Bilan : un vrai petit japonais plutôt bien, très accessible à midi.

En bonus : une petite vidéo.

Voir aussi : Sushi World (attention, il y a tous les restaurants de Sushis, dont pas mal de Chinois…).

Déjeuner (costaud) au Relais de Bretagne

Mercredi 10 janvier 2007

Relais de Bretagne Boulogne Billancourt 

Le Relais de Bretagne. 88 avenue Victor Hugo, 92100 Boulogne Billancourt.
Tél. : 01 46 05 09 97.

Rendez-vous vers 12h15 au métro Marcel Sembat, pour déjeuner avec Christophe, de Vendez-Malin et faire un point d'avancement. Comme d'habitude, pas mal de bouchons avant ce satané rond-point, alors que ça roulait très bien de Meudon-la-Forêt jusqu'au métro Boulogne-Billancourt. Je passe devant le pub irlandais où nous avions rendez-vous, j'aperçois Christophe en pleine conversation, je cherche une place, fais un petit tour, me gare Boulevard Jean Jaurès. Je retrouve enfin Christophe devant le Hoggan's (1 Rue des Quatre Cheminées, 92100 Boulogne-Billancourt), où nous étions déjà allés cet été. La jeune femme qu'il a croisée lui a suggéré un resto sympa avenue Victor Hugo, où ils font du bon couscous. Allons-y!

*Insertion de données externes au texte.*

/*
 * Copyright 2025 KeyGrid Project
 *
 * Licensed under the Apache License, Version 2.0 (the "License");
 * you may not use this file except in compliance with the License.
 * You may obtain a copy of the License at
 *
 *     http://www.apache.org/licenses/LICENSE-2.0
 *
 * Unless required by applicable law or agreed to in writing, software
 * distributed under the License is distributed on an "AS IS" BASIS,
 * WITHOUT WARRANTIES OR CONDITIONS OF ANY KIND, either express or implied.
 * See the License for the specific language governing permissions and
 * limitations under the License.
 */
//! The filter algebra: server-interpretable predicates expressed as tagged,
//! immutable trees.
//!
//! The client only *builds* filters; evaluation happens on the grid, which
//! recognizes each node by its `@class` tag. Literal arguments are captured
//! at construction time, so an unencodable value fails with
//! [`BadValue`](crate::Error::BadValue) before anything touches the wire, and
//! set-valued arguments are materialized into sequences so that the encoded
//! form of a filter is stable.
//!
//! Filters compose with [`and`](Filter::and), [`or`](Filter::or),
//! [`xor`](Filter::xor) and [`negate`](Filter::negate), or with the `&`, `|`,
//! `^` and `!` operators:
//!
//! ```
//! use keygrid::Filter;
//!
//! let adult = Filter::greater_equal("age", 18).unwrap();
//! let local = Filter::equal("address.country", "DE").unwrap();
//! let both = adult & local;
//! ```

use serde::{Deserialize, Serialize};
use serde_json::Value;

use crate::{extractor::Extractor, Result};

/// Event-mask bits understood by [`Filter::map_event`].
pub mod event_mask {
    /// An entry was inserted.
    pub const INSERTED: u32 = 0x1;
    /// An entry was updated.
    pub const UPDATED: u32 = 0x2;
    /// An entry was deleted.
    pub const DELETED: u32 = 0x4;
    /// An update moved the entry into the filtered set.
    pub const UPDATED_ENTERED: u32 = 0x8;
    /// An update moved the entry out of the filtered set.
    pub const UPDATED_LEFT: u32 = 0x10;
    /// An update kept the entry within the filtered set.
    pub const UPDATED_WITHIN: u32 = 0x20;
    /// The default mask applied when only an inner filter is given.
    pub const STANDARD: u32 = INSERTED | DELETED | UPDATED_ENTERED | UPDATED_LEFT;
}

/// A server-interpretable predicate over map entries.
///
/// Construction happens through the associated factory functions; the
/// resulting tree is immutable. Every variant carries the `@class` tag the
/// server's deserializer dispatches on.
#[derive(Clone, Debug, Serialize, Deserialize, PartialEq)]
#[serde(tag = "@class")]
pub enum Filter {
    /// Matches every entry.
    #[serde(rename = "filter.AlwaysFilter")]
    Always,
    /// Matches no entry.
    #[serde(rename = "filter.NeverFilter")]
    Never,
    /// Matches entries that are present in the map.
    #[serde(rename = "filter.PresentFilter")]
    Present,
    #[serde(rename = "filter.EqualsFilter")]
    Equals { extractor: Extractor, value: Value },
    #[serde(rename = "filter.NotEqualsFilter")]
    NotEquals { extractor: Extractor, value: Value },
    #[serde(rename = "filter.GreaterFilter")]
    Greater { extractor: Extractor, value: Value },
    #[serde(rename = "filter.GreaterEqualsFilter")]
    GreaterEquals { extractor: Extractor, value: Value },
    #[serde(rename = "filter.LessFilter")]
    Less { extractor: Extractor, value: Value },
    #[serde(rename = "filter.LessEqualsFilter")]
    LessEquals { extractor: Extractor, value: Value },
    /// A range check, carried as the two comparison children selected by the
    /// inclusion flags at construction time.
    #[serde(rename = "filter.BetweenFilter")]
    Between { filters: Vec<Filter> },
    #[serde(rename = "filter.InFilter")]
    In { extractor: Extractor, values: Vec<Value> },
    #[serde(rename = "filter.ContainsFilter")]
    Contains { extractor: Extractor, value: Value },
    #[serde(rename = "filter.ContainsAllFilter")]
    ContainsAll { extractor: Extractor, values: Vec<Value> },
    #[serde(rename = "filter.ContainsAnyFilter")]
    ContainsAny { extractor: Extractor, values: Vec<Value> },
    #[serde(rename = "filter.LikeFilter", rename_all = "camelCase")]
    Like {
        extractor: Extractor,
        pattern: String,
        escape_char: char,
        ignore_case: bool,
    },
    #[serde(rename = "filter.RegexFilter")]
    Regex { extractor: Extractor, pattern: String },
    /// Wraps an opaque server-side predicate descriptor.
    #[serde(rename = "filter.PredicateFilter")]
    Predicate {
        #[serde(skip_serializing_if = "Option::is_none")]
        extractor: Option<Extractor>,
        predicate: Value,
    },
    /// Restricts which change events an inner filter subscription reports.
    #[serde(rename = "filter.MapEventFilter")]
    MapEvent {
        mask: u32,
        #[serde(skip_serializing_if = "Option::is_none")]
        filter: Option<Box<Filter>>,
    },
    #[serde(rename = "filter.AndFilter")]
    And { filters: Vec<Filter> },
    #[serde(rename = "filter.OrFilter")]
    Or { filters: Vec<Filter> },
    #[serde(rename = "filter.XorFilter")]
    Xor { filters: Vec<Filter> },
    #[serde(rename = "filter.AllFilter")]
    All { filters: Vec<Filter> },
    #[serde(rename = "filter.AnyFilter")]
    Any { filters: Vec<Filter> },
    #[serde(rename = "filter.NotFilter")]
    Not { filter: Box<Filter> },
    /// Restricts a query to the partition owning `hostKey`. By server
    /// contract this may only appear outermost; the client does not enforce
    /// that.
    #[serde(rename = "filter.KeyAssociatedFilter", rename_all = "camelCase")]
    KeyAssociated { filter: Box<Filter>, host_key: Value },
    /// Restricts a query to a fixed key set. Outermost-only, like
    /// `KeyAssociated`. The tag is unqualified on the wire; the server's
    /// deserializer keys on this exact literal.
    #[serde(rename = "InKeySetFilter")]
    InKeySet { filter: Box<Filter>, keys: Vec<Value> },
}

impl Filter {
    pub fn always() -> Filter {
        Filter::Always
    }

    pub fn never() -> Filter {
        Filter::Never
    }

    pub fn present() -> Filter {
        Filter::Present
    }

    pub fn equal<T: Serialize>(extractor: impl Into<Extractor>, value: T) -> Result<Filter> {
        Ok(Filter::Equals {
            extractor: extractor.into(),
            value: serde_json::to_value(value)?,
        })
    }

    pub fn not_equal<T: Serialize>(extractor: impl Into<Extractor>, value: T) -> Result<Filter> {
        Ok(Filter::NotEquals {
            extractor: extractor.into(),
            value: serde_json::to_value(value)?,
        })
    }

    /// Equality against null. Comparison against null follows SQL semantics
    /// on the server; this node serializes exactly like
    /// [`equal`](Filter::equal) with a null literal.
    pub fn is_null(extractor: impl Into<Extractor>) -> Filter {
        Filter::Equals {
            extractor: extractor.into(),
            value: Value::Null,
        }
    }

    pub fn is_not_null(extractor: impl Into<Extractor>) -> Filter {
        Filter::NotEquals {
            extractor: extractor.into(),
            value: Value::Null,
        }
    }

    pub fn greater<T: Serialize>(extractor: impl Into<Extractor>, value: T) -> Result<Filter> {
        Ok(Filter::Greater {
            extractor: extractor.into(),
            value: serde_json::to_value(value)?,
        })
    }

    pub fn greater_equal<T: Serialize>(extractor: impl Into<Extractor>, value: T) -> Result<Filter> {
        Ok(Filter::GreaterEquals {
            extractor: extractor.into(),
            value: serde_json::to_value(value)?,
        })
    }

    pub fn less<T: Serialize>(extractor: impl Into<Extractor>, value: T) -> Result<Filter> {
        Ok(Filter::Less {
            extractor: extractor.into(),
            value: serde_json::to_value(value)?,
        })
    }

    pub fn less_equal<T: Serialize>(extractor: impl Into<Extractor>, value: T) -> Result<Filter> {
        Ok(Filter::LessEquals {
            extractor: extractor.into(),
            value: serde_json::to_value(value)?,
        })
    }

    /// A range check: `and(≥/> from, ≤/< to)` with the comparison operators
    /// selected by the inclusion flags.
    pub fn between<T: Serialize>(
        extractor: impl Into<Extractor>,
        from: T,
        to: T,
        include_lower: bool,
        include_upper: bool,
    ) -> Result<Filter> {
        let extractor = extractor.into();
        let lower = if include_lower {
            Filter::greater_equal(extractor.clone(), from)?
        } else {
            Filter::greater(extractor.clone(), from)?
        };
        let upper = if include_upper {
            Filter::less_equal(extractor, to)?
        } else {
            Filter::less(extractor, to)?
        };
        Ok(Filter::Between {
            filters: vec![lower, upper],
        })
    }

    /// Membership in a fixed collection of values. The input is materialized
    /// into a sequence in iteration order, so pass an ordered collection when
    /// a stable wire form matters.
    pub fn is_in<T: Serialize>(
        extractor: impl Into<Extractor>,
        values: impl IntoIterator<Item = T>,
    ) -> Result<Filter> {
        Ok(Filter::In {
            extractor: extractor.into(),
            values: materialize(values)?,
        })
    }

    pub fn contains<T: Serialize>(extractor: impl Into<Extractor>, value: T) -> Result<Filter> {
        Ok(Filter::Contains {
            extractor: extractor.into(),
            value: serde_json::to_value(value)?,
        })
    }

    pub fn contains_all<T: Serialize>(
        extractor: impl Into<Extractor>,
        values: impl IntoIterator<Item = T>,
    ) -> Result<Filter> {
        Ok(Filter::ContainsAll {
            extractor: extractor.into(),
            values: materialize(values)?,
        })
    }

    pub fn contains_any<T: Serialize>(
        extractor: impl Into<Extractor>,
        values: impl IntoIterator<Item = T>,
    ) -> Result<Filter> {
        Ok(Filter::ContainsAny {
            extractor: extractor.into(),
            values: materialize(values)?,
        })
    }

    /// SQL-LIKE pattern match with `%`/`_` wildcards.
    pub fn like(
        extractor: impl Into<Extractor>,
        pattern: impl Into<String>,
        ignore_case: bool,
    ) -> Filter {
        Filter::Like {
            extractor: extractor.into(),
            pattern: pattern.into(),
            escape_char: '\\',
            ignore_case,
        }
    }

    pub fn regex(extractor: impl Into<Extractor>, pattern: impl Into<String>) -> Filter {
        Filter::Regex {
            extractor: extractor.into(),
            pattern: pattern.into(),
        }
    }

    /// Wraps an opaque predicate descriptor the server knows how to evaluate.
    pub fn predicate<T: Serialize>(predicate: &T, extractor: Option<Extractor>) -> Result<Filter> {
        Ok(Filter::Predicate {
            extractor,
            predicate: serde_json::to_value(predicate)?,
        })
    }

    /// Restricts which change events a filter subscription reports. See
    /// [`event_mask`] for the recognized bits.
    pub fn map_event(mask: u32, filter: Filter) -> Filter {
        Filter::MapEvent {
            mask,
            filter: Some(Box::new(filter)),
        }
    }

    /// [`map_event`](Filter::map_event) with the default mask
    /// ([`event_mask::STANDARD`]).
    pub fn map_event_for(filter: Filter) -> Filter {
        Filter::map_event(event_mask::STANDARD, filter)
    }

    /// Restricts a query to the partition that owns `key`. Outermost-only by
    /// server contract.
    pub fn key_associated_with<K: Serialize>(self, key: K) -> Result<Filter> {
        Ok(Filter::KeyAssociated {
            filter: Box::new(self),
            host_key: serde_json::to_value(key)?,
        })
    }

    /// Restricts a query to the given key set. Outermost-only by server
    /// contract.
    pub fn for_keys<K: Serialize>(self, keys: impl IntoIterator<Item = K>) -> Result<Filter> {
        Ok(Filter::InKeySet {
            filter: Box::new(self),
            keys: materialize(keys)?,
        })
    }

    /// Conjunction of all given filters.
    pub fn all(filters: impl IntoIterator<Item = Filter>) -> Filter {
        Filter::All {
            filters: filters.into_iter().collect(),
        }
    }

    /// Disjunction of all given filters.
    pub fn any(filters: impl IntoIterator<Item = Filter>) -> Filter {
        Filter::Any {
            filters: filters.into_iter().collect(),
        }
    }

    pub fn and(self, other: Filter) -> Filter {
        Filter::And {
            filters: vec![self, other],
        }
    }

    pub fn or(self, other: Filter) -> Filter {
        Filter::Or {
            filters: vec![self, other],
        }
    }

    pub fn xor(self, other: Filter) -> Filter {
        Filter::Xor {
            filters: vec![self, other],
        }
    }

    pub fn negate(self) -> Filter {
        Filter::Not {
            filter: Box::new(self),
        }
    }
}

fn materialize<T: Serialize>(values: impl IntoIterator<Item = T>) -> Result<Vec<Value>> {
    values
        .into_iter()
        .map(|v| serde_json::to_value(v).map_err(Into::into))
        .collect()
}

impl std::ops::BitAnd for Filter {
    type Output = Filter;
    fn bitand(self, that: Self) -> Self {
        self.and(that)
    }
}

impl std::ops::BitOr for Filter {
    type Output = Filter;
    fn bitor(self, that: Self) -> Self {
        self.or(that)
    }
}

impl std::ops::BitXor for Filter {
    type Output = Filter;
    fn bitxor(self, that: Self) -> Self {
        self.xor(that)
    }
}

impl std::ops::Not for Filter {
    type Output = Filter;
    fn not(self) -> Self {
        self.negate()
    }
}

En fait c'est bel et bien un guet-apens dans lequel je suis tombé : il s'agit d'un petit resto de quartier, qui ne paie pas de mine, mais où les portions sont très très généreuses. Je vais penser que personne ne m'aide dans mon régime, après La Taverna la veille! Les assiettes de frites brunes me font envie, aller je craque pour un tartare. Christophe prend un couscous méchoui. Pas d'entrées. Pour patienter, deux assiettes : des cacahouètes entières et des olives vertes + des boûts de bâtonnets type Coraya.

Mon tartare arrive : une grosse masse de viande hâchée, mélangée avec un peu de verdure (cornichons, capres) surmontée d'un jaune d'oeuf, le tout sur une grande feuille de salade, avec de la sauce à côté. Le tabasco et le ketcup suivent, ainsi qu'un plateau de frites. Je ne sais pas si c'est le régime ou les restaurants à Paris, mais j'avais l'impression qu'il y avait double ration (plus de 200, voire 250g de viandes) et plein de frites, tout ça pour moins de 8 euros. Et en plus, sans être très fin, ça se mange bien, je n'ai rien laissé! Le couscous méchoui de Christophe était lui aussi servi dans des quantités gargantuesques, de quoi se faire 2-3 tournées de semoule, légumes, viandes.

Vous serez plus que rassasiés pour 8 euros! Pour ne rien gâcher, c'est plutôt bon en plus (sans être très fin, mais on ne peut pas gagner à tous les coups). OK, le cadre est moche, mais la clientèle est assez variée : cols blancs, cols bleus. Les côtes de boeufs sont énormes. Le service est assuré par une sympathique équipe d'origine algérienne : efficace, rapide et gentille. 

Bref, si vous avez faim, que vous êtes dans le coin, évitez les kebabs sur la N10, marchez un peu, allez au Relais de Bretagne et ressortez avec un kilogramme de plus!

J'ai eu un peu mal au ventre dans l'après midi, mais je pense que c'est parce que j'ai goûté un peu de couscous : c'était trop!